> _Work instructions_
Using the listing below, work out how many lines contain the word "GatewayProfileRepository", and respond with that number alone.

> _Information given_
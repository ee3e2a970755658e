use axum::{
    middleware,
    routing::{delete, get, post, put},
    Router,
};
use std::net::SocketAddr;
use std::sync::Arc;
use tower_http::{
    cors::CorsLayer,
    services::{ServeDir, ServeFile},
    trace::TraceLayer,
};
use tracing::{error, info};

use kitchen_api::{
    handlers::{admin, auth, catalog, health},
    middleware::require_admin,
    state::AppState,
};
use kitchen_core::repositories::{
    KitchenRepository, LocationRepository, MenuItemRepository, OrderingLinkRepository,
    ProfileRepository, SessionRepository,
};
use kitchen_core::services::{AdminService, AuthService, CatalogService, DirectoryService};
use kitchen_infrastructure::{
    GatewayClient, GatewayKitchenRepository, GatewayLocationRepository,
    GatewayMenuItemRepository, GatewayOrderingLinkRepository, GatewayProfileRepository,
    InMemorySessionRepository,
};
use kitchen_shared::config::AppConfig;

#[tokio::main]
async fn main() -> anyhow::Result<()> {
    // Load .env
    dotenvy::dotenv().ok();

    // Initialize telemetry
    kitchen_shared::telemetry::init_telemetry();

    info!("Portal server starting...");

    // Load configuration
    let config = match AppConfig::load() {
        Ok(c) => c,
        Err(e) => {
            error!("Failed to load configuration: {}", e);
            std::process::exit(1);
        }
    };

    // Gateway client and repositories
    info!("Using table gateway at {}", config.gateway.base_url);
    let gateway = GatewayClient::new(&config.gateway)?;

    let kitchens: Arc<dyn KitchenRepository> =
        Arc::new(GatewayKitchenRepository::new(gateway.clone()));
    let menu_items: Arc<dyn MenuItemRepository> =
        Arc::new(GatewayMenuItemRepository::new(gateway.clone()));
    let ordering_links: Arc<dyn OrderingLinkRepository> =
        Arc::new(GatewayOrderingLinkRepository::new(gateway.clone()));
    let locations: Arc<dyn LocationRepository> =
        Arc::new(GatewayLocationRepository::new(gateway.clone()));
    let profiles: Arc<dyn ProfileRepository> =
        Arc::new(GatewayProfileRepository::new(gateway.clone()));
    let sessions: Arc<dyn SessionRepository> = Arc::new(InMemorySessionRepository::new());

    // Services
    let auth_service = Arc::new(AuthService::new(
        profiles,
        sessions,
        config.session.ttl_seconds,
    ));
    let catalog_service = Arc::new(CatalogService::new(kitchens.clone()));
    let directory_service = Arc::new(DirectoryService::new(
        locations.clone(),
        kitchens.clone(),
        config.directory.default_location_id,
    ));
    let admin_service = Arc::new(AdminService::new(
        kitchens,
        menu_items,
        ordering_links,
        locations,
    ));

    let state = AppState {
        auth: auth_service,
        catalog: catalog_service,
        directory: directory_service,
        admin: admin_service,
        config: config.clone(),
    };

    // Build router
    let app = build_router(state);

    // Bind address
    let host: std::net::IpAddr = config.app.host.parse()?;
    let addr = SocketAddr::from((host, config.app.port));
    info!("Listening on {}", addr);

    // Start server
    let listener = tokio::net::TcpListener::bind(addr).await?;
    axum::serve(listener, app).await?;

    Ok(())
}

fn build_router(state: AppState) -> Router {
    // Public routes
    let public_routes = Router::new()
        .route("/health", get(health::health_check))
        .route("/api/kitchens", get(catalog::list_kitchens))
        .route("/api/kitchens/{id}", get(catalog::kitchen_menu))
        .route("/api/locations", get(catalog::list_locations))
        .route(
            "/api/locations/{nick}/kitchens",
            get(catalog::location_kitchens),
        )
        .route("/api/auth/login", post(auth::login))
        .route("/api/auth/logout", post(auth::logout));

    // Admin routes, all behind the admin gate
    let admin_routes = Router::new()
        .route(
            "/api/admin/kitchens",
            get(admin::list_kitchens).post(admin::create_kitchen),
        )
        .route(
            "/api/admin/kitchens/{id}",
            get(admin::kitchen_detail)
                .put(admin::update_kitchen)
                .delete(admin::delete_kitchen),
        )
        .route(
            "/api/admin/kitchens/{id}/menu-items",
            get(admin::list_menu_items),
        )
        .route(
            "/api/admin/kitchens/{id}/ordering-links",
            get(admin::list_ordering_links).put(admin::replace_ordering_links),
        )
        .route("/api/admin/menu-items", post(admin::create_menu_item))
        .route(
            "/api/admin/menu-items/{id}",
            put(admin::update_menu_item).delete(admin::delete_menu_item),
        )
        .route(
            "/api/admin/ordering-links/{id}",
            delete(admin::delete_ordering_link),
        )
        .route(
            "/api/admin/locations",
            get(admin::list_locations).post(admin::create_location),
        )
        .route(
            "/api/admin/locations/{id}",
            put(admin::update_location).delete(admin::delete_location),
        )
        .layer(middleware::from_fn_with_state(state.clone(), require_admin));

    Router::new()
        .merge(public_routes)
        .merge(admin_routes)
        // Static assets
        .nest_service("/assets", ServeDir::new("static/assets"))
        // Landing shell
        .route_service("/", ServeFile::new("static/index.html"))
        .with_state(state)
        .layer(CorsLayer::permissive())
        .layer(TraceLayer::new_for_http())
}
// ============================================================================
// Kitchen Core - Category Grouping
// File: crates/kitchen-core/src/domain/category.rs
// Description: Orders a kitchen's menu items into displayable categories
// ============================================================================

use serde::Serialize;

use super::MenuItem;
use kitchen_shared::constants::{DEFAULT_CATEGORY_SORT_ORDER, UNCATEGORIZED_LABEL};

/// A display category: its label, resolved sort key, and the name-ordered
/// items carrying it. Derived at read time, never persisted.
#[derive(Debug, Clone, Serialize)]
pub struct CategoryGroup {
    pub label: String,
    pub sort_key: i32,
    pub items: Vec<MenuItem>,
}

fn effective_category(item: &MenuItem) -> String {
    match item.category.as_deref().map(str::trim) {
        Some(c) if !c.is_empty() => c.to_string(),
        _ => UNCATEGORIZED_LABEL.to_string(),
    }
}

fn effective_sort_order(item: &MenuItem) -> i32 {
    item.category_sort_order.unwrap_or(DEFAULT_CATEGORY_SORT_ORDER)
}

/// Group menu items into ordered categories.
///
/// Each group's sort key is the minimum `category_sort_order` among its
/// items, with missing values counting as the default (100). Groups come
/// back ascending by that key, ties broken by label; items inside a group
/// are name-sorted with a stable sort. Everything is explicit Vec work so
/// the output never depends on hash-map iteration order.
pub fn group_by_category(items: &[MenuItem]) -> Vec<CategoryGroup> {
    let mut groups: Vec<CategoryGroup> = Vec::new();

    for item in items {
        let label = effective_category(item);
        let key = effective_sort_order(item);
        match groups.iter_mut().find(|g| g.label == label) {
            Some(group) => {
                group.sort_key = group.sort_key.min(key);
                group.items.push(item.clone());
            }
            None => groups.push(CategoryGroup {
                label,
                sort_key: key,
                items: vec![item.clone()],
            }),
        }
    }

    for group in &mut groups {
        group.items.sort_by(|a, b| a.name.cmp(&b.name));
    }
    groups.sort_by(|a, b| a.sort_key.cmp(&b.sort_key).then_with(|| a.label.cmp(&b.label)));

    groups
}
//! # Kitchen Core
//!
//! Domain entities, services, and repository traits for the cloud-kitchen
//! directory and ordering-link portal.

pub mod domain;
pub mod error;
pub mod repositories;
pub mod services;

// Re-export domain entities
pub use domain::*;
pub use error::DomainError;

...

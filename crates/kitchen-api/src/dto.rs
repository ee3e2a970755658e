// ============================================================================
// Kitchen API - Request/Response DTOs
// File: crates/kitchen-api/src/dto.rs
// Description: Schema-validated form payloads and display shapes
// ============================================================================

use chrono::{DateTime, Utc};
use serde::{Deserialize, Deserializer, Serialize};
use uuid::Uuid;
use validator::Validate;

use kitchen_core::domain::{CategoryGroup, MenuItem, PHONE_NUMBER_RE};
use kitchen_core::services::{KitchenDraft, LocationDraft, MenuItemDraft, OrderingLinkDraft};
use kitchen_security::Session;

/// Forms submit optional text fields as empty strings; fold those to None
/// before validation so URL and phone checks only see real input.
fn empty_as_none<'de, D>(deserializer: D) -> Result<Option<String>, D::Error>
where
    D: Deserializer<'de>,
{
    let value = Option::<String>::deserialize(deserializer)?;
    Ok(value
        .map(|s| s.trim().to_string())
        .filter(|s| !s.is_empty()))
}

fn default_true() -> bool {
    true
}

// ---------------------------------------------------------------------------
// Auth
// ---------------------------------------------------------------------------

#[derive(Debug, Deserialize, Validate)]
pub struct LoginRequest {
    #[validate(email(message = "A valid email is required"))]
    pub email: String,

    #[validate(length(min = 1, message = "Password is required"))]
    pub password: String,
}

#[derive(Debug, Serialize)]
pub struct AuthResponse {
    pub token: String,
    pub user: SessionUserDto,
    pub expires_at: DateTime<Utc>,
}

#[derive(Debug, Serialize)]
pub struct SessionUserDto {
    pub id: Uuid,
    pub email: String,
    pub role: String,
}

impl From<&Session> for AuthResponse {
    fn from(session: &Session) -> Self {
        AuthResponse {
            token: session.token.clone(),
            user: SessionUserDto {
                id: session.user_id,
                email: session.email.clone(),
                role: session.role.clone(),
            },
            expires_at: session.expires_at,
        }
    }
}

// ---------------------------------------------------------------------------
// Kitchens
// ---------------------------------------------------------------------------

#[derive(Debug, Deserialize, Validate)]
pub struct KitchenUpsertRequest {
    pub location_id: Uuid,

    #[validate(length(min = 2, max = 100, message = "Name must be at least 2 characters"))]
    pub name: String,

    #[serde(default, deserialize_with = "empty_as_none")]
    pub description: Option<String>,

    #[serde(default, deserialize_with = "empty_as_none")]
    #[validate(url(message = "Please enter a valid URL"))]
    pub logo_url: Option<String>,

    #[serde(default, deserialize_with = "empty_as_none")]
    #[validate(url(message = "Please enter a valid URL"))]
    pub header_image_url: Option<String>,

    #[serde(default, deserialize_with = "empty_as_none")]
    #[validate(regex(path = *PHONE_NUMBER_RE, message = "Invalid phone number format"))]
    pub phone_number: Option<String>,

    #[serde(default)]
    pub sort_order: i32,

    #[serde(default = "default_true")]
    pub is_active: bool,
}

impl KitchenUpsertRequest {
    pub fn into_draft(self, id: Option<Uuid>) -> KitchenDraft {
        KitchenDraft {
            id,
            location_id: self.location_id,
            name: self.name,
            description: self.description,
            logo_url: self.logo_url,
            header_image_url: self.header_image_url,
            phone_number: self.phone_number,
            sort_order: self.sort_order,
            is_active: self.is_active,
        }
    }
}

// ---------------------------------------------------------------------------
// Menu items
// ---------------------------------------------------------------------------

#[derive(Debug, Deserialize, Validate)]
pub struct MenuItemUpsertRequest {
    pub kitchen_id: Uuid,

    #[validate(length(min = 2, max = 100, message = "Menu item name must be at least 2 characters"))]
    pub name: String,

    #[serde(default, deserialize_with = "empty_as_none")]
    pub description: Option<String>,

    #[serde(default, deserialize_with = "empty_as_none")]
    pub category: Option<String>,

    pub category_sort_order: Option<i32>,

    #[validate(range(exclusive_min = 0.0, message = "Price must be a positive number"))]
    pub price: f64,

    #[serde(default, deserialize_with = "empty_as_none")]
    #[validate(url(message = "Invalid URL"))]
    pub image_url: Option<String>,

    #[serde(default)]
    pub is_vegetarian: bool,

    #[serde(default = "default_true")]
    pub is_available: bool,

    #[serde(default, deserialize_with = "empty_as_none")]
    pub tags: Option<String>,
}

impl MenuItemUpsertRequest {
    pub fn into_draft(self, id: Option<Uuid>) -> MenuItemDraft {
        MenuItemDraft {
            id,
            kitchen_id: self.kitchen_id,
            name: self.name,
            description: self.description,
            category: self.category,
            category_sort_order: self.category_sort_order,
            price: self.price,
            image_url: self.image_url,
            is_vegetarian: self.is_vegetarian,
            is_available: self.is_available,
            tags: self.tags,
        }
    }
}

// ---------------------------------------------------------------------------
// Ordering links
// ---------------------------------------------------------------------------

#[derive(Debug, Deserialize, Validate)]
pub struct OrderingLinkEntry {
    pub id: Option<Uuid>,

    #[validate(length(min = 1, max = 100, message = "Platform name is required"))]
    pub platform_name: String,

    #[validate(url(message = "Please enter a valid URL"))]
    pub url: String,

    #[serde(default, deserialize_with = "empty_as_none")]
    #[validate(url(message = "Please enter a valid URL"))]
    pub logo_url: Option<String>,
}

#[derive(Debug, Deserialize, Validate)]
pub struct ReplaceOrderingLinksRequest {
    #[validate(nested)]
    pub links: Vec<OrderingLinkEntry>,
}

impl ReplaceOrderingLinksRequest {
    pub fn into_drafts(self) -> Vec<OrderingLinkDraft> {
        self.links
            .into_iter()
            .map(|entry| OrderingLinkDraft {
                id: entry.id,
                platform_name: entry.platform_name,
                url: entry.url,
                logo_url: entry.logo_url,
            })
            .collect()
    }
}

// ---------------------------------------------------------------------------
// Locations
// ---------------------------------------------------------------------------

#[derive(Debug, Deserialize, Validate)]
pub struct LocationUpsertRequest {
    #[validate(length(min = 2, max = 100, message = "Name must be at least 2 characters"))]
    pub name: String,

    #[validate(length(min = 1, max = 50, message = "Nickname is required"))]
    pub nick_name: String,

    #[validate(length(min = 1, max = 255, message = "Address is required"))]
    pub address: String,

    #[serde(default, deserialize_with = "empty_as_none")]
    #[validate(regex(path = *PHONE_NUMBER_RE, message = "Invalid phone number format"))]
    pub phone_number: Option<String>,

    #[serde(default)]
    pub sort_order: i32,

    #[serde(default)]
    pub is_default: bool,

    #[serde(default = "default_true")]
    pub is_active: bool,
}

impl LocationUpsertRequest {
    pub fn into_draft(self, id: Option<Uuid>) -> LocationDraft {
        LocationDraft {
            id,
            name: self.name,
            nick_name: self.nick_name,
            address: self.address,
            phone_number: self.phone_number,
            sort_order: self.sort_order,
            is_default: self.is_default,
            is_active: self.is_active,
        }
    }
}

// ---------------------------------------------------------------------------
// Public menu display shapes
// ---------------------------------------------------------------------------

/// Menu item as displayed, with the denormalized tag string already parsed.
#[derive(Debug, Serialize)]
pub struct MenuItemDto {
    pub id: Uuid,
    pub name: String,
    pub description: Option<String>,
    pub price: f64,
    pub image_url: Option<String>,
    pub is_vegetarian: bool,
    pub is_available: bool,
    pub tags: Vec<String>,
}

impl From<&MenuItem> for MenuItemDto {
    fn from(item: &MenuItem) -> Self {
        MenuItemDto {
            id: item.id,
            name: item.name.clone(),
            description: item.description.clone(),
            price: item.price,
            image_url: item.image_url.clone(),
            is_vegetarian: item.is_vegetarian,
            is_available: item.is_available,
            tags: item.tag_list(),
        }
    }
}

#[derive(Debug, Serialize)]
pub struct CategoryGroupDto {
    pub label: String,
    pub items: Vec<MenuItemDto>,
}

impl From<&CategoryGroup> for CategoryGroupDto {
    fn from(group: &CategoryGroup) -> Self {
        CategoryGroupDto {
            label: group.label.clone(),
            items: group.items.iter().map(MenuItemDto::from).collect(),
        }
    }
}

...

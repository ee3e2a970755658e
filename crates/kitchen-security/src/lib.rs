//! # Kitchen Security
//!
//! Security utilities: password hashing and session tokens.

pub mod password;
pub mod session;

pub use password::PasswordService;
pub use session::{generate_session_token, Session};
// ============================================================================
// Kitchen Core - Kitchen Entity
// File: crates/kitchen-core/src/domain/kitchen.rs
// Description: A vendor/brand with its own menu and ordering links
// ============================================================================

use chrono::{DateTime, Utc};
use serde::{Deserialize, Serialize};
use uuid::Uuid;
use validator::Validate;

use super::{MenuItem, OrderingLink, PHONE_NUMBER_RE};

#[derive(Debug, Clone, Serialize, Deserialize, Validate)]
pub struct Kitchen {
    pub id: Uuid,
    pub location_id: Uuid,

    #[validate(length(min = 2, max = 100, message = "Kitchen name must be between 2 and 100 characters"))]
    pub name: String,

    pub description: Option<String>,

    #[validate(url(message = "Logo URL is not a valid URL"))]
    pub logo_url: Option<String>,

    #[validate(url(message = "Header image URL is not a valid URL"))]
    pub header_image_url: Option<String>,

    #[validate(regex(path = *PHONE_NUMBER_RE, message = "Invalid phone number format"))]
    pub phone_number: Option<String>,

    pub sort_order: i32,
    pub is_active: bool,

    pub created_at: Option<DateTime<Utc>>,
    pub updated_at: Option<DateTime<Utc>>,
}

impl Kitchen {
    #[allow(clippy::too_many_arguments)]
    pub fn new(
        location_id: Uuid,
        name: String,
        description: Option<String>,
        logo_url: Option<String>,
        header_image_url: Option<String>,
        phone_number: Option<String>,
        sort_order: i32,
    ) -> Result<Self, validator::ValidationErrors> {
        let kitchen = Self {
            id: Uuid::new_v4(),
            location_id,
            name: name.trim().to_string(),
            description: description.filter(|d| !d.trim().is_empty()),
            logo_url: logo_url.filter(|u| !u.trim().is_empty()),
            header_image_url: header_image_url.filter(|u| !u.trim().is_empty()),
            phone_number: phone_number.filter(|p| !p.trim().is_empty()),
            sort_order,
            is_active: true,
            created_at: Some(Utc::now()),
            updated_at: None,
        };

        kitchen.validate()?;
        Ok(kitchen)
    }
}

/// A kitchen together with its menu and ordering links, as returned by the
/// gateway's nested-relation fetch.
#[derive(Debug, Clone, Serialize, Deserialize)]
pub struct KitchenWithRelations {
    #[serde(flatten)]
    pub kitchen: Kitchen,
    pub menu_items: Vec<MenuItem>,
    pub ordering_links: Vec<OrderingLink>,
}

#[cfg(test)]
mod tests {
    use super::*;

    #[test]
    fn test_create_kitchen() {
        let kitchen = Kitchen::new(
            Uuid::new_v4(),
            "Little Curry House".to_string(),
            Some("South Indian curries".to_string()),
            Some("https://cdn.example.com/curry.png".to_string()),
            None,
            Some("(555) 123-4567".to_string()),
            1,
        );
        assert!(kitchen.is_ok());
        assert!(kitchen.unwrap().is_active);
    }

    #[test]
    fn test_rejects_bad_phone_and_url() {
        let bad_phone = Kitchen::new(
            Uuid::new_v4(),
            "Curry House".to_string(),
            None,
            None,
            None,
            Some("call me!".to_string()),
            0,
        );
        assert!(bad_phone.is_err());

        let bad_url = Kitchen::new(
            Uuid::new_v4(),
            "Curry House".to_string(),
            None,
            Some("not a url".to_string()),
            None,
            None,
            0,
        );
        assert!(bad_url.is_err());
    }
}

> _Task result_
2